*** Opening DATA TO EXAMINE ***

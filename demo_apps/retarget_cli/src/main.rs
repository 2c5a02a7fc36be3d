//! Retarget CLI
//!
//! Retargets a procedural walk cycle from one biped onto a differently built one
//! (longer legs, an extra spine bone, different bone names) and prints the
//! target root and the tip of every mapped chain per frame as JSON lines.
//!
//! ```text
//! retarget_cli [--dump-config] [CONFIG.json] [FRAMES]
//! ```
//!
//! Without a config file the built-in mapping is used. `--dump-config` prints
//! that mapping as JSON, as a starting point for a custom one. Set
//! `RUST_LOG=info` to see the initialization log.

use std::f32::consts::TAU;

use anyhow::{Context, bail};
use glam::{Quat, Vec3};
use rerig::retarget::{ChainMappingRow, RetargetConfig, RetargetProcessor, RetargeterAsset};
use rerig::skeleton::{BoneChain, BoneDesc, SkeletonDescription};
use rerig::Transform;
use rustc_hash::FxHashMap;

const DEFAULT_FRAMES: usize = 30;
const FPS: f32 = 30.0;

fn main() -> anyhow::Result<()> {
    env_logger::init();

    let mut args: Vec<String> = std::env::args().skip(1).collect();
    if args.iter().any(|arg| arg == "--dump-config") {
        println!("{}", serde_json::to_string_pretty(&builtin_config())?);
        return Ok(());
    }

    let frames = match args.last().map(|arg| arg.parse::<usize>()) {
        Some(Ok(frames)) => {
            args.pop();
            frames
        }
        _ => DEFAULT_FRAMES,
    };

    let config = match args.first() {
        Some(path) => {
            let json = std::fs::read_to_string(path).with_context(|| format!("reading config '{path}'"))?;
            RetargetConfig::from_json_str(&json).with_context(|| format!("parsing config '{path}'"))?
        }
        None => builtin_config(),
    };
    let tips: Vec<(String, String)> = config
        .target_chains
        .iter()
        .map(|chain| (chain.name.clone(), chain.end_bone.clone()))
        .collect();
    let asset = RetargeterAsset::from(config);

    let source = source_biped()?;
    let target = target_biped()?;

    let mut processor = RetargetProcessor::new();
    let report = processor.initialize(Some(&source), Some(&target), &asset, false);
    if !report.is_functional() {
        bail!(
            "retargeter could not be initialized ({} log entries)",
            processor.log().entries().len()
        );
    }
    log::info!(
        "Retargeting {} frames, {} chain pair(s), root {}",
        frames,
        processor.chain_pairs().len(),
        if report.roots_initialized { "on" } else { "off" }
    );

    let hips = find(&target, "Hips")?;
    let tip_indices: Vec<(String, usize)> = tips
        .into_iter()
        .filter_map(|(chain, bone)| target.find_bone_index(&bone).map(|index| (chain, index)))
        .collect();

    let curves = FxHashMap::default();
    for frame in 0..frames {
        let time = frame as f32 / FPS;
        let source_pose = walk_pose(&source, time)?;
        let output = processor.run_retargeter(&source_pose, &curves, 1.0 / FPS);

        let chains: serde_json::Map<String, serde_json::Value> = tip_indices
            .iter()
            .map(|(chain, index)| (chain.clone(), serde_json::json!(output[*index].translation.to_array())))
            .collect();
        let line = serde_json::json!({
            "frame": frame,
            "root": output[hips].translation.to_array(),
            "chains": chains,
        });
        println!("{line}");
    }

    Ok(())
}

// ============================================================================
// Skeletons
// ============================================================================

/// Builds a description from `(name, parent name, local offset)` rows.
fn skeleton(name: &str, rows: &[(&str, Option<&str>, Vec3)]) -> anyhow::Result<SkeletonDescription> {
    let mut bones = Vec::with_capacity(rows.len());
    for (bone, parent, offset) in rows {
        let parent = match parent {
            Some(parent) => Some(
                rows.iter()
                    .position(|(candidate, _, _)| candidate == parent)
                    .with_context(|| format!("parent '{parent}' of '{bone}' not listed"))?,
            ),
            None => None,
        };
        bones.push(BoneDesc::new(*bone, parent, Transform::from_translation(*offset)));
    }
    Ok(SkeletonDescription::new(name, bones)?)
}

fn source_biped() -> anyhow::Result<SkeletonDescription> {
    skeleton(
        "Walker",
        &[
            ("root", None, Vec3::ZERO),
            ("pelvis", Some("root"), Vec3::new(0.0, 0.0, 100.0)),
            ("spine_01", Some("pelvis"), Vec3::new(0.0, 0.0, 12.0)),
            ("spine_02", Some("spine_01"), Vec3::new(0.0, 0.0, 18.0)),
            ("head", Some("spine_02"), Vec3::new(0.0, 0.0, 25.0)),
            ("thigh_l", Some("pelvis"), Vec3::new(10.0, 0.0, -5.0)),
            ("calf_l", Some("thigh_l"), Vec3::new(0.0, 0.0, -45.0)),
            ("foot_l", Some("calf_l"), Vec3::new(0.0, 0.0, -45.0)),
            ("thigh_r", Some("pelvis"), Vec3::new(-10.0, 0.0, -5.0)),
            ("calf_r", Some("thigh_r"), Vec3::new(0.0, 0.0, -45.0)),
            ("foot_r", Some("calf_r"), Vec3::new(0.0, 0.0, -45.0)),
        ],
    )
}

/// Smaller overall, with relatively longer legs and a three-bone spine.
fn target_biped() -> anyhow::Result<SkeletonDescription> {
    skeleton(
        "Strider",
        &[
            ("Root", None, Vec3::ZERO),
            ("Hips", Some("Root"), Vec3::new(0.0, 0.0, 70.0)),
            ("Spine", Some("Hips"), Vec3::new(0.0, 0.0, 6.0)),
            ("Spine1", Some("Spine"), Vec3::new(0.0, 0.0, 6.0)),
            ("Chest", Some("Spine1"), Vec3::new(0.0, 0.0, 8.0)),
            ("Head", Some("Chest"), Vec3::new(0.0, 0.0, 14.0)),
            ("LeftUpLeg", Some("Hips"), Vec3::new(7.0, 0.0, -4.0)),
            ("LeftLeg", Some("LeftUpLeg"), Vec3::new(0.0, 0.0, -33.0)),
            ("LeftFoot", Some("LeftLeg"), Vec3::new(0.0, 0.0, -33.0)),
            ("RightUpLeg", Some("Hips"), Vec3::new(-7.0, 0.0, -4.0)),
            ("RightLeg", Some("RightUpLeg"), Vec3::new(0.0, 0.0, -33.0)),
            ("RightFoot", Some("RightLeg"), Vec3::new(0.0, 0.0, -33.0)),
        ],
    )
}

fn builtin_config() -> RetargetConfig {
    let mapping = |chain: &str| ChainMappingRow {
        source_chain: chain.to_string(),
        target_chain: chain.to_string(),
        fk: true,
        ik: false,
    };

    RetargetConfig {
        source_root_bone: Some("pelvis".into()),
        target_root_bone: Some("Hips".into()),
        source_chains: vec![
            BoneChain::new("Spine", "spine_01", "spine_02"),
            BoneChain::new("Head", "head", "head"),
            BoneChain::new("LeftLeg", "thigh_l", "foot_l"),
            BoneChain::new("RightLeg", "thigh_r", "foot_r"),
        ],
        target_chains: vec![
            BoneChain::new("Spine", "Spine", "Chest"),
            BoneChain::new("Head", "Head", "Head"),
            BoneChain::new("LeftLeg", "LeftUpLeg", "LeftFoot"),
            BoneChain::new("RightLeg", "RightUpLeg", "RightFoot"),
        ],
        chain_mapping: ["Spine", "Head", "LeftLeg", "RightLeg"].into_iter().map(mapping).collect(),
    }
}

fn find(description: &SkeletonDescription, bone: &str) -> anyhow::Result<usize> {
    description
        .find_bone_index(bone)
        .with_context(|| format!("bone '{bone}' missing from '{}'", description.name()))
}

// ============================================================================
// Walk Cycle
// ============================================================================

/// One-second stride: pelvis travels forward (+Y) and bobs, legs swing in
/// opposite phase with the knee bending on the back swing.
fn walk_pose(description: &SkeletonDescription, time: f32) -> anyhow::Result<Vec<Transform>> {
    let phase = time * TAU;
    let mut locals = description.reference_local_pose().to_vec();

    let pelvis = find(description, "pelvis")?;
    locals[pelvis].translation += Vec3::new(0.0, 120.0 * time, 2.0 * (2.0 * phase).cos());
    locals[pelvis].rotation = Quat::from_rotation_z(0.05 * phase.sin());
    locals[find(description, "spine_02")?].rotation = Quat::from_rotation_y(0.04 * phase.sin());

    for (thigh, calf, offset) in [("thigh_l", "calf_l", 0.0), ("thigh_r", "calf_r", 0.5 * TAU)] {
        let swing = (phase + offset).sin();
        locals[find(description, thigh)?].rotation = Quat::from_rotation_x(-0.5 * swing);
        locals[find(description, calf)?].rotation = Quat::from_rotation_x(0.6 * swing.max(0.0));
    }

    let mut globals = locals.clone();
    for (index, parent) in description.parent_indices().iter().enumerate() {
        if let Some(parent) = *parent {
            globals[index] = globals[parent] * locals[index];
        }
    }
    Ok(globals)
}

*** Closing DATA TO EXAMINE ***
*** Opening DATA TO EXAMINE ***

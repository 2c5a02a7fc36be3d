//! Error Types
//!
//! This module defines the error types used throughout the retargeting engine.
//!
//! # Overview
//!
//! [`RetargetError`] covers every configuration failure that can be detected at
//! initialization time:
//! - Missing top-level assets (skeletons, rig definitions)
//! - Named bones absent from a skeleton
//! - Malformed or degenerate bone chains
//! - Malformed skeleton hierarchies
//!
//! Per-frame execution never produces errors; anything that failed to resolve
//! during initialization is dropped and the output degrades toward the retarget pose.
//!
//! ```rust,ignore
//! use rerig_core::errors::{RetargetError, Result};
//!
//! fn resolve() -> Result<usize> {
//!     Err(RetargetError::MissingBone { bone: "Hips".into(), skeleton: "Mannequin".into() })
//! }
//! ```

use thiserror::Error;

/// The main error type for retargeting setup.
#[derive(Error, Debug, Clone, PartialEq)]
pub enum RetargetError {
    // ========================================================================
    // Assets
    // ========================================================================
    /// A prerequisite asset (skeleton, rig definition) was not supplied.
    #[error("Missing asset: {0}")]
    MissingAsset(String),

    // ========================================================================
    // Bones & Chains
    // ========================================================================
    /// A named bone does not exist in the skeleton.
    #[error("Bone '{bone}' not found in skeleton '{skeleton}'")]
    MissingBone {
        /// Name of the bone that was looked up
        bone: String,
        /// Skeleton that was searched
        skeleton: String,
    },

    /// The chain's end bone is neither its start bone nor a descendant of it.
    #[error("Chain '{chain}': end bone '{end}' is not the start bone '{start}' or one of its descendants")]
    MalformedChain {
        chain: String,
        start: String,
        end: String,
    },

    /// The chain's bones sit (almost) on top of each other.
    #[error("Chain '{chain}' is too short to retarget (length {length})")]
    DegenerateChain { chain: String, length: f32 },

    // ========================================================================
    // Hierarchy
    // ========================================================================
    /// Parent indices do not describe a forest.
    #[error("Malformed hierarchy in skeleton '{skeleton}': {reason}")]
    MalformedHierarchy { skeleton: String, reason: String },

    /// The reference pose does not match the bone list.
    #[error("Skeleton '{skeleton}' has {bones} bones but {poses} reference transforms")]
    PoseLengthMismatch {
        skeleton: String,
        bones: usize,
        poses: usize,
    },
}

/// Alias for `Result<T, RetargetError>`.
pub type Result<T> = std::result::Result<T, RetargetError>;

*** Closing DATA TO EXAMINE ***
*** Opening DATA TO EXAMINE ***

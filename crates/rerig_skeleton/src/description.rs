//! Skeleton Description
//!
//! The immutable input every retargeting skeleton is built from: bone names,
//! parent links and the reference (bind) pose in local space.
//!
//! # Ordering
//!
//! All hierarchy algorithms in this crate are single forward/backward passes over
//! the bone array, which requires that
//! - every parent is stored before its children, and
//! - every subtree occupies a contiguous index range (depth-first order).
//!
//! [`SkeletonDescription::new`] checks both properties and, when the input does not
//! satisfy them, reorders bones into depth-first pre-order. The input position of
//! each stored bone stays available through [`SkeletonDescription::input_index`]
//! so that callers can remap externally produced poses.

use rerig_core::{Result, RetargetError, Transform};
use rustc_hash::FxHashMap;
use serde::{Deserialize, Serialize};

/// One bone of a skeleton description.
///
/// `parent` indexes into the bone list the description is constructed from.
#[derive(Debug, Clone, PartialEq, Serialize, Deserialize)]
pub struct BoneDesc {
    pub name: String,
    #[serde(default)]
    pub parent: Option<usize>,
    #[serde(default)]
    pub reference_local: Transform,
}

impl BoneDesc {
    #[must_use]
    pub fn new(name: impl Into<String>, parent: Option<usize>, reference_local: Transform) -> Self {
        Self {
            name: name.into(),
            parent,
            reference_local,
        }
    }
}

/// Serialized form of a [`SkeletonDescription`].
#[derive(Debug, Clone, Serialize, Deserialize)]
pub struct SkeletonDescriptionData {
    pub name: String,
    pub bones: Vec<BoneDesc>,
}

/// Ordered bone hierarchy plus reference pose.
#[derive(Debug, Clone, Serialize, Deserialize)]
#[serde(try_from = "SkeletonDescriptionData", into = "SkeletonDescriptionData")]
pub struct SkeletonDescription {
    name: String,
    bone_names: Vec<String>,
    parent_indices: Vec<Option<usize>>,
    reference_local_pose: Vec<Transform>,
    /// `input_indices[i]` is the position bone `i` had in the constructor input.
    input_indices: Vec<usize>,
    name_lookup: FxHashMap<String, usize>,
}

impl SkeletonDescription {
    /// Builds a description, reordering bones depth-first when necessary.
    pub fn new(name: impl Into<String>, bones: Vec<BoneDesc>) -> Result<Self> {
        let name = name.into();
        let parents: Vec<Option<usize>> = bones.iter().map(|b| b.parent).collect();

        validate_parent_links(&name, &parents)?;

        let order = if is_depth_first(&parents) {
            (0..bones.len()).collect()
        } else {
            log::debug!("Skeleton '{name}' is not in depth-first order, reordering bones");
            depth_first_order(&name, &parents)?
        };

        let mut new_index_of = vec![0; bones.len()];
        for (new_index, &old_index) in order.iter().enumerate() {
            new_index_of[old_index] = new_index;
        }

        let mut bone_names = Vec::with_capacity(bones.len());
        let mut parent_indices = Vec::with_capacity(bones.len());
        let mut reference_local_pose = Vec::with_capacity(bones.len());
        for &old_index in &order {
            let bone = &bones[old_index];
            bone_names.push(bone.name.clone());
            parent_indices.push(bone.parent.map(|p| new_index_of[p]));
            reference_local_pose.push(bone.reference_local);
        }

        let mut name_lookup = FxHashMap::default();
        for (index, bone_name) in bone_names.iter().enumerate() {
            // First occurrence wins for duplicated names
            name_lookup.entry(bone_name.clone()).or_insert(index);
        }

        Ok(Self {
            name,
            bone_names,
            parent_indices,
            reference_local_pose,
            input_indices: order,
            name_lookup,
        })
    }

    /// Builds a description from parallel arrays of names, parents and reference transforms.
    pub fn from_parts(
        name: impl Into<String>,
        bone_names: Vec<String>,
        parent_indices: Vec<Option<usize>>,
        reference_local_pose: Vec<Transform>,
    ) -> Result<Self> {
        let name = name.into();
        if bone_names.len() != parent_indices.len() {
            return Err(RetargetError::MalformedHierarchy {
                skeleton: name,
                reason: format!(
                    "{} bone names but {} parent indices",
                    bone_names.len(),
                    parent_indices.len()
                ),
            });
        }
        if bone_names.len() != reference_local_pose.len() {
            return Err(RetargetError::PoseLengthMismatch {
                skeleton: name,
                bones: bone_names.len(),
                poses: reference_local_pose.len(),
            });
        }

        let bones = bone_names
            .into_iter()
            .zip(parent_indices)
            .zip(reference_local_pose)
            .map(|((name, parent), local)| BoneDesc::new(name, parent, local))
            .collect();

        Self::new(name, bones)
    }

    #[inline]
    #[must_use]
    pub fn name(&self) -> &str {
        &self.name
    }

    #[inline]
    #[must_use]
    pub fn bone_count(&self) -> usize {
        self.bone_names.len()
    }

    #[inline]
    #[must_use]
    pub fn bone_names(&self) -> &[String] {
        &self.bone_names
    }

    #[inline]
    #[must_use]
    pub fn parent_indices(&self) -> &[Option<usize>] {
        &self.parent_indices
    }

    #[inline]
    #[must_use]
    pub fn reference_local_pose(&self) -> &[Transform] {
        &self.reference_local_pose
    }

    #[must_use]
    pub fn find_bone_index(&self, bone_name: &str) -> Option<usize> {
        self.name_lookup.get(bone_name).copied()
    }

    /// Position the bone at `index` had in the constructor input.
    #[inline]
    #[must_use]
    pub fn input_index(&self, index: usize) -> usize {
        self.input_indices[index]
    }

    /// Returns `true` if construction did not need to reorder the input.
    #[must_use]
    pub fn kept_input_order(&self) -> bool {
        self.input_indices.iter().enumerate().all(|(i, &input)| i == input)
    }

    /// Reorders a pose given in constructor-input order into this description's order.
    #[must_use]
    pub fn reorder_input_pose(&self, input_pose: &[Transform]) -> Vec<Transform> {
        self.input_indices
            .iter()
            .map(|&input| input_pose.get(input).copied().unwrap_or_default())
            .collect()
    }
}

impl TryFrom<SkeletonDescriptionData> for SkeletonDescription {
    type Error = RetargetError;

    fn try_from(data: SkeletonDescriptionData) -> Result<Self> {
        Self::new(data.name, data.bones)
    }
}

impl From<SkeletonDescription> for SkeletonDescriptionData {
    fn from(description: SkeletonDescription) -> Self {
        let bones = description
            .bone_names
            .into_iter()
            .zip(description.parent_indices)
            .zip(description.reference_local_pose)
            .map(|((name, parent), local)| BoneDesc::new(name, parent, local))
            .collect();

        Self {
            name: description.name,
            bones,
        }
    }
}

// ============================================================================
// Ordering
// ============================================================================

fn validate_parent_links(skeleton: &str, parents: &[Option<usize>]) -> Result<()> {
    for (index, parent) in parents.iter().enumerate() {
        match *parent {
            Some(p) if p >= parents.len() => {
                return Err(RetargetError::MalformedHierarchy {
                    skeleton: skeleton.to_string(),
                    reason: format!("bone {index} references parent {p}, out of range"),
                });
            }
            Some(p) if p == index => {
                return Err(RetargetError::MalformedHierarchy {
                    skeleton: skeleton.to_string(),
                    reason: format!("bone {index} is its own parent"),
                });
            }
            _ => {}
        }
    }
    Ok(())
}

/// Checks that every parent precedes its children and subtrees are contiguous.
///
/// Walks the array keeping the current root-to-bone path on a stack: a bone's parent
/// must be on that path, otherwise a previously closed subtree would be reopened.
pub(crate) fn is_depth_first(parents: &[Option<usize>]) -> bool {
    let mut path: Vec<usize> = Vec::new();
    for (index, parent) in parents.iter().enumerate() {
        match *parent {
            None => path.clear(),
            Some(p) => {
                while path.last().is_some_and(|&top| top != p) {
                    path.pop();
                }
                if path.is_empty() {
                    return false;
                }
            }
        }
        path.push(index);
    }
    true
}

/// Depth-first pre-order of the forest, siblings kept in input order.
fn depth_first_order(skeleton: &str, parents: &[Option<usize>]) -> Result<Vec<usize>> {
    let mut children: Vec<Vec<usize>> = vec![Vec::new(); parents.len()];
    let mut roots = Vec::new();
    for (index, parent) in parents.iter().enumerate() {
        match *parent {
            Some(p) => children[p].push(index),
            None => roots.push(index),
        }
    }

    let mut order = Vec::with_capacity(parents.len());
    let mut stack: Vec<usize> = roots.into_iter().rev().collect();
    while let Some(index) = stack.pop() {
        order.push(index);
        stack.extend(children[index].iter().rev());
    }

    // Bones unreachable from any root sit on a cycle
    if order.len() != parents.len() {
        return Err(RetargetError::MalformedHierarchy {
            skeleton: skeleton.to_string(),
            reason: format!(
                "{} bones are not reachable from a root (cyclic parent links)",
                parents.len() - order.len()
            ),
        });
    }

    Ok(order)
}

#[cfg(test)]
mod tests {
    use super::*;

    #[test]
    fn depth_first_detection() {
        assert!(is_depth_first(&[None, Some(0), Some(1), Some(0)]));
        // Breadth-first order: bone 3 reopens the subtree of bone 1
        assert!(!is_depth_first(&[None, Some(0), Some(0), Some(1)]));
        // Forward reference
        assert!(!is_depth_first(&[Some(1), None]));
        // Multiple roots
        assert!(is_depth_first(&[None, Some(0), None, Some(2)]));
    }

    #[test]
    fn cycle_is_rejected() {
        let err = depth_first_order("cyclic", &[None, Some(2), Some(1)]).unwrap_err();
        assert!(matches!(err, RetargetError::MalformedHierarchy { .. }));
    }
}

*** Closing DATA TO EXAMINE ***

THE TASK —
Write out, from the lines above, only those from the line with "and prints the" to the line with "let source = source_biped()?;", exactly as given, including the first and the last.

ANSWER AREA —
//! (longer legs, an extra spine bone, different bone names) and prints the
//! target root and the tip of every mapped chain per frame as JSON lines.
//!
//! ```text
//! retarget_cli [--dump-config] [CONFIG.json] [FRAMES]
//! ```
//!
//! Without a config file the built-in mapping is used. `--dump-config` prints
//! that mapping as JSON, as a starting point for a custom one. Set
//! `RUST_LOG=info` to see the initialization log.

use std::f32::consts::TAU;

use anyhow::{Context, bail};
use glam::{Quat, Vec3};
use rerig::retarget::{ChainMappingRow, RetargetConfig, RetargetProcessor, RetargeterAsset};
use rerig::skeleton::{BoneChain, BoneDesc, SkeletonDescription};
use rerig::Transform;
use rustc_hash::FxHashMap;

const DEFAULT_FRAMES: usize = 30;
const FPS: f32 = 30.0;

fn main() -> anyhow::Result<()> {
    env_logger::init();

    let mut args: Vec<String> = std::env::args().skip(1).collect();
    if args.iter().any(|arg| arg == "--dump-config") {
        println!("{}", serde_json::to_string_pretty(&builtin_config())?);
        return Ok(());
    }

    let frames = match args.last().map(|arg| arg.parse::<usize>()) {
        Some(Ok(frames)) => {
            args.pop();
            frames
        }
        _ => DEFAULT_FRAMES,
    };

    let config = match args.first() {
        Some(path) => {
            let json = std::fs::read_to_string(path).with_context(|| format!("reading config '{path}'"))?;
            RetargetConfig::from_json_str(&json).with_context(|| format!("parsing config '{path}'"))?
        }
        None => builtin_config(),
    };
    let tips: Vec<(String, String)> = config
        .target_chains
        .iter()
        .map(|chain| (chain.name.clone(), chain.end_bone.clone()))
        .collect();
    let asset = RetargeterAsset::from(config);

    let source = source_biped()?;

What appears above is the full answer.